We've all experienced a1c anxiety. We all know in our heads that it's just a number...not something that we should be beating ourselves up over. We all know it...and yet many of us still get nervous...still get upset...still feel like a failure when we don't wind up seeing a good number.
I don't know why, maybe just because it's human nature to want to see a good number...to have a good result...to feel like all of our hard work has paid off and we have a good result to prove it...like getting a gold star or an A+ on our work as a kid in school.
Emma and I will be going to her clinic appointment this afternoon...t minus 2 hours and counting actually. I think the worst part for me is that moment before the doctor actually tells you what the result is. I think I have been so conditioned to always receive bad news while sitting in that drab room in the hospital clinic, that I just expect it. I mean really...that is the room that Emma was diagnosed in. That is the room where my life changed forever. That is the room where our innocence and naive way of thinking was washed away and flushed down the randomly hidden toilet that doubles as a cabinet in there. That is the room where my life as a Mom ended and my new career as a D-Mom and pseudo pancreas began.

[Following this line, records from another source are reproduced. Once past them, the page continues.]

impl Mobile {
    /// Facade without handlers: `flat_invoke` echoes every call.
    pub fn new() -> Self {
        Self::with_registry(MethodRegistry::new(), BridgeConfig::default())
    }

    /// Facade answering the shell's property and account methods.
    pub fn with_builtin_methods() -> Self {
        Self::with_registry(MethodRegistry::builtin(), BridgeConfig::default())
    }

    pub fn with_registry(registry: MethodRegistry, config: BridgeConfig) -> Self {
        Self {
            config,
            registry,
            state: Mutex::new(None),
            events: EventHub::new(),
        }
    }

    pub fn config(&self) -> &BridgeConfig {
        &self.config
    }

    pub fn registry(&self) -> &MethodRegistry {
        &self.registry
    }

    /// Ensure the data directory exists and load its properties.
    ///
    /// Parent directories are created as needed and calling this again with
    /// the same path is harmless. A later call with another path switches the
    /// facade to that directory.
    #[instrument(skip_all, fields(path = %data_path.as_ref().display()))]
    pub fn init_application(&self, data_path: impl AsRef<Path>) -> Result<()> {
        // Held across load and swap: no property write lands in between.
        let mut state = self.lock_state();
        *state = Some(self.open_state(data_path.as_ref())?);
        Ok(())
    }

    fn open_state(&self, data_dir: &Path) -> Result<AppState> {
        std::fs::create_dir_all(data_dir).map_err(|source| Pic2acgError::DataDir {
            path: data_dir.to_path_buf(),
            source,
        })?;

        let properties = PropertyStore::load(data_dir.join(&self.config.properties_file))?;
        info!(
            path = %data_dir.display(),
            properties = properties.len(),
            "application initialized"
        );
        Ok(AppState {
            data_dir: data_dir.to_path_buf(),
            properties,
        })
    }

    /// Active data directory, if initialized.
    pub fn data_dir(&self) -> Option<PathBuf> {
        self.lock_state().as_ref().map(|state| state.data_dir.clone())
    }

    /// Generic method call.
    ///
    /// A registered handler answers with its own reply. Any other method is
    /// answered with `{"method":…,"params":…,"result":"success"}`.
    #[instrument(skip(self, params), fields(params_len = params.len()))]
    pub fn flat_invoke(&self, method: &str, params: &str) -> Result<String> {
        match self.registry.get(method) {
            Some(handler) => {
                let mut ctx = InvokeContext::new(&self.state);
                handler.invoke(&mut ctx, params)
            }
            None => {
                debug!("no handler, echoing call");
                Ok(serde_json::to_string(&InvokeRecord::success(method, params))?)
            }
        }
    }

    /// Keep `callback` for later event delivery. It is not invoked here.
    pub fn event_notify(&self, callback: Arc<dyn EventCallback>) {
        self.events.set(callback);
        info!("event notify callback set");
    }

    /// Closure-friendly form of [`event_notify`](Self::event_notify).
    pub fn event_notify_fn<F>(&self, callback: F)
    where
        F: Fn(&str) + Send + Sync + 'static,
    {
        self.event_notify(Arc::new(callback));
    }

    /// Deliver `event` to the shell. Returns `false` when no callback is set.
    pub fn send_event(&self, event: &str) -> bool {
        self.events.emit(event)
    }

    /// Forget the shell callback. Returns whether one was set.
    pub fn clear_event_callback(&self) -> bool {
        self.events.clear()
    }

    /// Data directory the shell should pass to `init_application`, given the
    /// host's private files directory.
    pub fn data_local(&self, files_dir: impl AsRef<Path>) -> PathBuf {
        data_dir::current_data_dir(files_dir.as_ref(), &self.config.data_pointer_file)
    }

    /// Relocate the data directory to `target`.
    ///
    /// When the facade was initialized on the directory being moved, it is
    /// re-initialized on `target` so subsequent calls see the moved data.
    /// Property access from other threads waits until the move is done. If
    /// the moved data cannot be reopened, the facade becomes uninitialized.
    pub fn migrate(&self, files_dir: impl AsRef<Path>, target: impl AsRef<Path>) -> Result<PathBuf> {
        let files_dir = files_dir.as_ref();
        let mut state = self.lock_state();
        let previous = self.data_local(files_dir);
        let moved_to =
            data_dir::migrate_data_dir(files_dir, &self.config.data_pointer_file, target)?;

        if let Some(active) = state.as_ref().filter(|active| active.data_dir == previous) {
            debug!(from = %active.properties.path().display(), "reopening moved properties");
            *state = None;
            *state = Some(self.open_state(&moved_to)?);
        }
        Ok(moved_to)
    }

    fn lock_state(&self) -> MutexGuard<'_, Option<AppState>> {
        lock_state(&self.state)
    }
}
// SPDX-License-Identifier: PMPL-1.0-or-later
// Copyright (c) 2026 Jonathan D.A. Jewell (hyperpolymath) <jonathan.jewell@open.ac.uk>
//
// Persistent key/value properties stored as a flat JSON object in the data
// directory.
//
// The whole map is rewritten after every mutation. Writes go to a sibling
// `.tmp` file first and are then renamed over the original so an interrupted
// write never leaves a truncated file behind.

use std::collections::BTreeMap;
use std::path::{Path, PathBuf};

use pic2acg_core::error::Result;
use tracing::{debug, instrument, warn};

/// Name → value properties backed by a JSON file.
#[derive(Debug)]
pub struct PropertyStore {
    path: PathBuf,
    values: BTreeMap<String, String>,
}

impl PropertyStore {
    /// Load the store from `path`.
    ///
    /// A missing file yields an empty store. A file that is not a JSON
    /// object of strings is logged and ignored; it is replaced on the next
    /// write.
    #[instrument(skip_all, fields(path = %path.as_ref().display()))]
    pub fn load(path: impl AsRef<Path>) -> Result<Self> {
        let path = path.as_ref().to_path_buf();
        let values = match std::fs::read_to_string(&path) {
            Ok(content) => match serde_json::from_str::<BTreeMap<String, String>>(&content) {
                Ok(values) => values,
                Err(e) => {
                    warn!(error = %e, "ignoring unreadable properties file");
                    BTreeMap::new()
                }
            },
            Err(e) if e.kind() == std::io::ErrorKind::NotFound => BTreeMap::new(),
            Err(e) => return Err(e.into()),
        };
        debug!(count = values.len(), "properties loaded");
        Ok(Self { path, values })
    }

    /// File backing this store.
    pub fn path(&self) -> &Path {
        &self.path
    }

    pub fn get(&self, name: &str) -> Option<&str> {
        self.values.get(name).map(String::as_str)
    }

    /// Value of `name`, or `default` when unset.
    pub fn get_or(&self, name: &str, default: &str) -> String {
        self.get(name).unwrap_or(default).to_owned()
    }

    /// Set `name` to `value` and persist. On error the store is unchanged.
    pub fn set(&mut self, name: impl Into<String>, value: impl Into<String>) -> Result<()> {
        let mut values = self.values.clone();
        values.insert(name.into(), value.into());
        self.commit(values)
    }

    /// Remove every name in `names` and persist once. Returns how many
    /// entries were actually present. On error the store is unchanged.
    pub fn remove_all(&mut self, names: &[&str]) -> Result<usize> {
        let mut values = self.values.clone();
        let removed = names
            .iter()
            .filter(|name| values.remove(**name).is_some())
            .count();
        self.commit(values)?;
        Ok(removed)
    }

    pub fn len(&self) -> usize {
        self.values.len()
    }

    pub fn is_empty(&self) -> bool {
        self.values.is_empty()
    }

    /// Write `values` to disk, then adopt them as the in-memory state.
    fn commit(&mut self, values: BTreeMap<String, String>) -> Result<()> {
        let content = serde_json::to_string(&values)?;
        let mut tmp = self.path.clone().into_os_string();
        tmp.push(".tmp");
        let tmp = PathBuf::from(tmp);

        std::fs::write(&tmp, content)?;
        std::fs::rename(&tmp, &self.path)?;
        debug!(path = %self.path.display(), count = values.len(), "properties saved");
        self.values = values;
        Ok(())
    }
}
// SPDX-License-Identifier: PMPL-1.0-or-later
// Copyright (c) 2026 Jonathan D.A. Jewell (hyperpolymath) <jonathan.jewell@open.ac.uk>
//
// Unified error types for pic2acg.

use std::path::PathBuf;

use thiserror::Error;

/// Top-level error type for all bindings operations.
#[derive(Debug, Error)]
pub enum Pic2acgError {
    // -- Data directory --
    #[error("failed to create data directory {}: {source}", .path.display())]
    DataDir {
        path: PathBuf,
        #[source]
        source: std::io::Error,
    },

    #[error("application not initialized: call initApplication first")]
    NotInitialized,

    #[error("data directory migration failed: {0}")]
    Migration(String),

    // -- Method dispatch --
    #[error("invalid params for {method}: {reason}")]
    InvalidParams { method: String, reason: String },

    // -- Storage / persistence --
    #[error("file I/O error: {0}")]
    Io(#[from] std::io::Error),

    #[error("serialization error: {0}")]
    Serialization(#[from] serde_json::Error),

    // -- Host boundary --
    #[error("host bridge error: {0}")]
    Bridge(String),
}

/// Alias used throughout the codebase.
pub type Result<T> = std::result::Result<T, Pic2acgError>;
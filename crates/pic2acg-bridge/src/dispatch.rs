// SPDX-License-Identifier: PMPL-1.0-or-later
// Copyright (c) 2026 Jonathan D.A. Jewell (hyperpolymath) <jonathan.jewell@open.ac.uk>
//
// Flat method dispatch.
//
// The shell funnels every native call through `flatInvoke(method, params)`.
// This module maps method names to handlers. Methods without a handler are
// answered by the facade with the echo record, so an empty registry gives the
// plain echo behaviour.

use std::collections::HashMap;
use std::path::PathBuf;
use std::sync::Mutex;

use pic2acg_core::error::{Pic2acgError, Result};
use pic2acg_core::types::{keys, Ack, LoadPropertyParams, SavePropertyParams};

use crate::mobile::{lock_state, AppState};
use crate::properties::PropertyStore;
use crate::traits::MethodHandler;

/// Access to facade state for the duration of one handler call.
///
/// The state lock is taken per access and released before the accessor
/// returns, so a handler may call back into the facade between accesses.
pub struct InvokeContext<'a> {
    state: &'a Mutex<Option<AppState>>,
}

impl<'a> InvokeContext<'a> {
    pub(crate) fn new(state: &'a Mutex<Option<AppState>>) -> Self {
        Self { state }
    }

    /// Run `f` on the property store of the active data directory.
    ///
    /// The state lock is held while `f` runs; `f` must not call back into
    /// the facade.
    pub fn with_properties<T>(
        &mut self,
        f: impl FnOnce(&mut PropertyStore) -> Result<T>,
    ) -> Result<T> {
        let mut state = lock_state(self.state);
        let state = state.as_mut().ok_or(Pic2acgError::NotInitialized)?;
        f(&mut state.properties)
    }

    /// Active data directory.
    pub fn data_dir(&self) -> Result<PathBuf> {
        lock_state(self.state)
            .as_ref()
            .map(|state| state.data_dir.clone())
            .ok_or(Pic2acgError::NotInitialized)
    }
}

/// Method name → handler table.
#[derive(Default)]
pub struct MethodRegistry {
    handlers: HashMap<String, Box<dyn MethodHandler>>,
}

impl MethodRegistry {
    /// Empty table: every method is answered with the echo record.
    pub fn new() -> Self {
        Self::default()
    }

    /// Table with the application's property, account and data-location
    /// methods.
    pub fn builtin() -> Self {
        let mut registry = Self::new();

        registry.register("loadProperty", load_property);
        registry.register("saveProperty", save_property);

        for (getter, setter, key, default) in [
            ("getSwitchAddress", "setSwitchAddress", keys::SWITCH_ADDRESS, ""),
            ("getImageSwitchAddress", "setImageSwitchAddress", keys::IMAGE_SWITCH_ADDRESS, ""),
            (
                "getUseApiClientLoadImage",
                "setUseApiClientLoadImage",
                keys::USE_API_CLIENT_LOAD_IMAGE,
                "false",
            ),
            ("getProxy", "setProxy", keys::PROXY, ""),
            ("getUsername", "setUsername", keys::USERNAME, ""),
            ("getPassword", "setPassword", keys::PASSWORD, ""),
        ] {
            registry.register(getter, GetProperty { key, default });
            registry.register(setter, SetProperty { key });
        }

        registry.register("preLogin", pre_login);
        registry.register("login", acknowledge);
        registry.register("register", acknowledge);
        registry.register("clearToken", clear_token);
        registry.register("dataLocal", data_local);
        registry
    }

    /// Register `handler` under `method`, replacing an existing entry.
    pub fn register<H>(&mut self, method: impl Into<String>, handler: H)
    where
        H: MethodHandler + 'static,
    {
        self.handlers.insert(method.into(), Box::new(handler));
    }

    /// Closure-friendly form of [`register`](Self::register).
    pub fn register_fn<F>(&mut self, method: impl Into<String>, handler: F)
    where
        F: Fn(&mut InvokeContext<'_>, &str) -> Result<String> + Send + Sync + 'static,
    {
        self.register(method, handler);
    }

    pub fn get(&self, method: &str) -> Option<&dyn MethodHandler> {
        self.handlers.get(method).map(Box::as_ref)
    }

    pub fn contains(&self, method: &str) -> bool {
        self.handlers.contains_key(method)
    }

    /// Registered method names, sorted.
    pub fn methods(&self) -> Vec<&str> {
        let mut names: Vec<&str> = self.handlers.keys().map(String::as_str).collect();
        names.sort_unstable();
        names
    }

    pub fn len(&self) -> usize {
        self.handlers.len()
    }

    pub fn is_empty(&self) -> bool {
        self.handlers.is_empty()
    }
}

impl std::fmt::Debug for MethodRegistry {
    fn fmt(&self, f: &mut std::fmt::Formatter<'_>) -> std::fmt::Result {
        f.debug_struct("MethodRegistry")
            .field("methods", &self.methods())
            .finish()
    }
}

// ---------------------------------------------------------------------------
// Built-in handlers
// ---------------------------------------------------------------------------

/// Reads a single property, falling back to a fixed default.
struct GetProperty {
    key: &'static str,
    default: &'static str,
}

impl MethodHandler for GetProperty {
    fn invoke(&self, ctx: &mut InvokeContext<'_>, _params: &str) -> Result<String> {
        ctx.with_properties(|store| Ok(store.get_or(self.key, self.default)))
    }
}

/// Stores the raw params string as a single property.
struct SetProperty {
    key: &'static str,
}

impl MethodHandler for SetProperty {
    fn invoke(&self, ctx: &mut InvokeContext<'_>, params: &str) -> Result<String> {
        ctx.with_properties(|store| store.set(self.key, params))?;
        ack(Ack::OK)
    }
}

fn ack(ack: Ack) -> Result<String> {
    Ok(serde_json::to_string(&ack)?)
}

fn parse_params<T>(method: &str, params: &str) -> Result<T>
where
    T: serde::de::DeserializeOwned,
{
    serde_json::from_str(params).map_err(|e| Pic2acgError::InvalidParams {
        method: method.to_owned(),
        reason: e.to_string(),
    })
}

fn load_property(ctx: &mut InvokeContext<'_>, params: &str) -> Result<String> {
    ctx.with_properties(|store| {
        let params: LoadPropertyParams = parse_params("loadProperty", params)?;
        let Some(name) = params.name else {
            return Ok(String::new());
        };
        Ok(store.get_or(&name, params.default_value.as_deref().unwrap_or("")))
    })
}

fn save_property(ctx: &mut InvokeContext<'_>, params: &str) -> Result<String> {
    ctx.with_properties(|store| {
        let params: SavePropertyParams = parse_params("saveProperty", params)?;
        match (params.name, params.value) {
            (Some(name), Some(value)) => {
                store.set(name, value)?;
                ack(Ack::OK)
            }
            _ => ack(Ack::FAILED),
        }
    })
}

fn pre_login(ctx: &mut InvokeContext<'_>, _params: &str) -> Result<String> {
    ctx.with_properties(|store| {
        let has_credentials = [keys::USERNAME, keys::PASSWORD]
            .iter()
            .all(|key| store.get(key).is_some_and(|value| !value.is_empty()));
        Ok(has_credentials.to_string())
    })
}

/// Account operations are settled by the remote API client, not here.
fn acknowledge(_ctx: &mut InvokeContext<'_>, _params: &str) -> Result<String> {
    ack(Ack::OK)
}

fn clear_token(ctx: &mut InvokeContext<'_>, _params: &str) -> Result<String> {
    ctx.with_properties(|store| store.remove_all(&[keys::USERNAME, keys::PASSWORD]))?;
    ack(Ack::OK)
}

fn data_local(ctx: &mut InvokeContext<'_>, _params: &str) -> Result<String> {
    Ok(ctx.data_dir()?.to_string_lossy().into_owned())
}
// SPDX-License-Identifier: PMPL-1.0-or-later
// Copyright (c) 2026 Jonathan D.A. Jewell (hyperpolymath) <jonathan.jewell@open.ac.uk>
//
// Wire types exchanged with the mobile shell.

use serde::{Deserialize, Serialize};

/// Value placed in [`InvokeRecord::result`] when no handler claims a method.
pub const RESULT_SUCCESS: &str = "success";

/// Reply returned by `flatInvoke` for methods without a registered handler.
///
/// Field order is the wire order: `method`, `params`, `result`.
#[derive(Debug, Clone, PartialEq, Eq, Serialize, Deserialize)]
pub struct InvokeRecord {
    pub method: String,
    pub params: String,
    pub result: String,
}

impl InvokeRecord {
    /// Echo record for `method` called with `params`.
    pub fn success(method: impl Into<String>, params: impl Into<String>) -> Self {
        Self {
            method: method.into(),
            params: params.into(),
            result: RESULT_SUCCESS.into(),
        }
    }
}

/// Params of `loadProperty`.
///
/// Both fields are optional on the wire: a missing `name` yields an empty
/// reply and a missing `defaultValue` defaults to the empty string.
#[derive(Debug, Clone, Default, PartialEq, Eq, Serialize, Deserialize)]
#[serde(rename_all = "camelCase")]
pub struct LoadPropertyParams {
    pub name: Option<String>,
    pub default_value: Option<String>,
}

/// Params of `saveProperty`.
#[derive(Debug, Clone, Default, PartialEq, Eq, Serialize, Deserialize)]
pub struct SavePropertyParams {
    pub name: Option<String>,
    pub value: Option<String>,
}

/// `{"success": bool}` acknowledgement used by mutating methods.
#[derive(Debug, Clone, Copy, PartialEq, Eq, Serialize, Deserialize)]
pub struct Ack {
    pub success: bool,
}

impl Ack {
    pub const OK: Ack = Ack { success: true };
    pub const FAILED: Ack = Ack { success: false };
}

/// Property names persisted in the data directory.
pub mod keys {
    pub const SWITCH_ADDRESS: &str = "switchAddress";
    pub const IMAGE_SWITCH_ADDRESS: &str = "imageSwitchAddress";
    pub const USE_API_CLIENT_LOAD_IMAGE: &str = "useApiClientLoadImage";
    pub const PROXY: &str = "proxy";
    pub const USERNAME: &str = "username";
    pub const PASSWORD: &str = "password";
}
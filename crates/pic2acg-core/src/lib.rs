// SPDX-License-Identifier: PMPL-1.0-or-later
// Copyright (c) 2026 Jonathan D.A. Jewell (hyperpolymath) <jonathan.jewell@open.ac.uk>
//
// pic2acg — Core types and error definitions shared by the bindings crates.

pub mod config;
pub mod error;
pub mod types;

pub use config::BridgeConfig;
pub use error::Pic2acgError;
pub use types::*;
// SPDX-License-Identifier: PMPL-1.0-or-later
// Copyright (c) 2026 Jonathan D.A. Jewell (hyperpolymath) <jonathan.jewell@open.ac.uk>

//! pic2acg — native bindings facade for the mobile shell.
//!
//! The shell reaches native code through three entry points:
//! `initApplication`, `flatInvoke` and `eventNotify`. [`Mobile`] implements
//! them; the [`ffi`] and `android` modules expose one process-wide instance
//! to C-ABI hosts and to the JVM respectively.

pub mod data_dir;
pub mod dispatch;
pub mod events;
pub mod ffi;
pub mod logging;
pub mod mobile;
pub mod properties;
pub mod traits;

#[cfg(target_os = "android")]
pub mod android;

use std::sync::OnceLock;

pub use dispatch::{InvokeContext, MethodRegistry};
pub use events::EventHub;
pub use mobile::Mobile;
pub use properties::PropertyStore;
pub use traits::{EventCallback, MethodHandler};

/// The facade shared by every host boundary in this process.
///
/// Created on first use with the built-in methods; logging is initialised at
/// the same time.
pub fn shared() -> &'static Mobile {
    static SHARED: OnceLock<Mobile> = OnceLock::new();
    SHARED.get_or_init(|| {
        let mobile = Mobile::with_builtin_methods();
        logging::init(&mobile.config().default_log_filter);
        tracing::info!(methods = mobile.registry().len(), "native bridge ready");
        mobile
    })
}
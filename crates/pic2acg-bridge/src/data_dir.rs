// SPDX-License-Identifier: PMPL-1.0-or-later
// Copyright (c) 2026 Jonathan D.A. Jewell (hyperpolymath) <jonathan.jewell@open.ac.uk>
//
// Data directory resolution and migration.
//
// The host's private files directory is the default data location. The user
// may relocate the data (e.g. to external storage); the new location is then
// recorded in a pointer file inside the files directory.

use std::path::{Path, PathBuf};

use pic2acg_core::error::{Pic2acgError, Result};
use tracing::{debug, info, instrument, warn};

/// Resolve the active data directory.
///
/// Returns the path named by `files_dir/<pointer_file>` when that file exists
/// and names an existing directory, otherwise `files_dir` itself.
pub fn current_data_dir(files_dir: &Path, pointer_file: &str) -> PathBuf {
    let pointer = files_dir.join(pointer_file);
    match std::fs::read_to_string(&pointer) {
        Ok(content) => {
            let target = PathBuf::from(content.trim_end_matches(['\r', '\n']));
            if target.is_dir() {
                return target;
            }
            warn!(target = %target.display(), "data pointer names a missing directory");
            files_dir.to_path_buf()
        }
        Err(_) => files_dir.to_path_buf(),
    }
}

/// Move all data from the active data directory into `target`.
///
/// Any existing content of `target` is removed first. Afterwards the pointer
/// file names `target`, or is deleted when `target` is `files_dir`. Returns
/// the new data directory.
#[instrument(skip_all, fields(files_dir = %files_dir.display(), target = %target.as_ref().display()))]
pub fn migrate_data_dir(
    files_dir: &Path,
    pointer_file: &str,
    target: impl AsRef<Path>,
) -> Result<PathBuf> {
    let target = target.as_ref().to_path_buf();
    let current = current_data_dir(files_dir, pointer_file);
    if current == target {
        debug!("data already at target");
        return Ok(target);
    }
    if target.starts_with(&current) || current.starts_with(&target) {
        return Err(Pic2acgError::Migration(format!(
            "{} and the current data directory {} overlap",
            target.display(),
            current.display()
        )));
    }

    remove_if_exists(&current.join(pointer_file))?;

    if target.exists() {
        for entry in std::fs::read_dir(&target)? {
            remove_path(&entry?.path())?;
        }
    } else {
        std::fs::create_dir_all(&target).map_err(|source| Pic2acgError::DataDir {
            path: target.clone(),
            source,
        })?;
    }

    let mut moved = 0usize;
    for entry in std::fs::read_dir(&current)? {
        let entry = entry?;
        move_path(&entry.path(), &target.join(entry.file_name()))?;
        moved += 1;
    }

    let pointer = files_dir.join(pointer_file);
    if target == files_dir {
        remove_if_exists(&pointer)?;
    } else {
        std::fs::write(&pointer, target.to_string_lossy().as_bytes())?;
    }

    info!(moved, "data directory migrated");
    Ok(target)
}

fn remove_if_exists(path: &Path) -> Result<()> {
    match std::fs::remove_file(path) {
        Err(e) if e.kind() != std::io::ErrorKind::NotFound => Err(e.into()),
        _ => Ok(()),
    }
}

fn remove_path(path: &Path) -> Result<()> {
    if path.is_dir() {
        std::fs::remove_dir_all(path)?;
    } else {
        std::fs::remove_file(path)?;
    }
    Ok(())
}

/// Rename `from` to `to`, copying when a rename is not possible (e.g.
/// across filesystems).
fn move_path(from: &Path, to: &Path) -> Result<()> {
    if std::fs::rename(from, to).is_ok() {
        return Ok(());
    }
    debug!(from = %from.display(), "rename failed, copying");
    copy_then_remove(from, to)
}

/// Recursively copy `from` to `to`, deleting each source entry once it has
/// been copied.
fn copy_then_remove(from: &Path, to: &Path) -> Result<()> {
    if from.is_dir() {
        std::fs::create_dir_all(to)?;
        for entry in std::fs::read_dir(from)? {
            let entry = entry?;
            copy_then_remove(&entry.path(), &to.join(entry.file_name()))?;
        }
        std::fs::remove_dir(from)?;
    } else {
        std::fs::copy(from, to)?;
        std::fs::remove_file(from)?;
    }
    Ok(())
}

It's the room where my 4 year old baby climbed up onto my lap and stared into my tear filled eyes as I explained to her that we would be ok...all the while feeling the overwhelming weight on my heart convincing myself that we wouldn't be ok. I felt suffocated in that room. I felt as if the light inside me had been rudely and abruptly extinguished and I would never be able to find a way to light it again. I felt like that room would swallow me whole if I let it.
It's the room where I learned how to give an injection for the first time. It's the room where the nurse forced the insulin pen needle into my shaking hands and MADE me stab a stuffed animal with it to practice.....MADE me stab myself in the stomach with it to learn....MADE me stab my daughter after she had eaten her first meal after diagnosis.
It's the room where I laughed through my anguish as I saw the receptionist lay bubble wrap out covering the entire floor...just so my daughter could have something fun to do while she was oblivious to the fact the her entire world was changing around her. I laughed hysterically...probably with a hint of lunacy as well....as I saw her jump up and down...up and down...over and over again...across the entire room...POW POW POW POW POW POW...as each bubble on the sheet exploded. Her laughter filled the room as the people walking by out in the hall probably thought that world war 3 had begun and machine gun fire was happening in that little room.
That room holds so many memories for me....sad, depressing, full of despair....that room sometimes feels like an entity all it's own to me. Sometimes I want to go in there with buckets of paint...all of the colours of the rainbow...and just fling them at the wall....wash away the drab blue of pain....and cover it up with new rainbows....new life...new hope. I want to change the way I see that room.
So, as I sit there this afternoon....holding my breath as those few seconds pass before the doctor tells me that a1c number......I will think of that change...and hopefully it will make it a little more bearable. I will hear the echoes of Emma's laughter and the machine gun pop of the bubble wrap...and I will focus on our life as a whole....and not just this one number...this one measurement of this one moment in time. I will try....and that's all I can expect from myself...just try.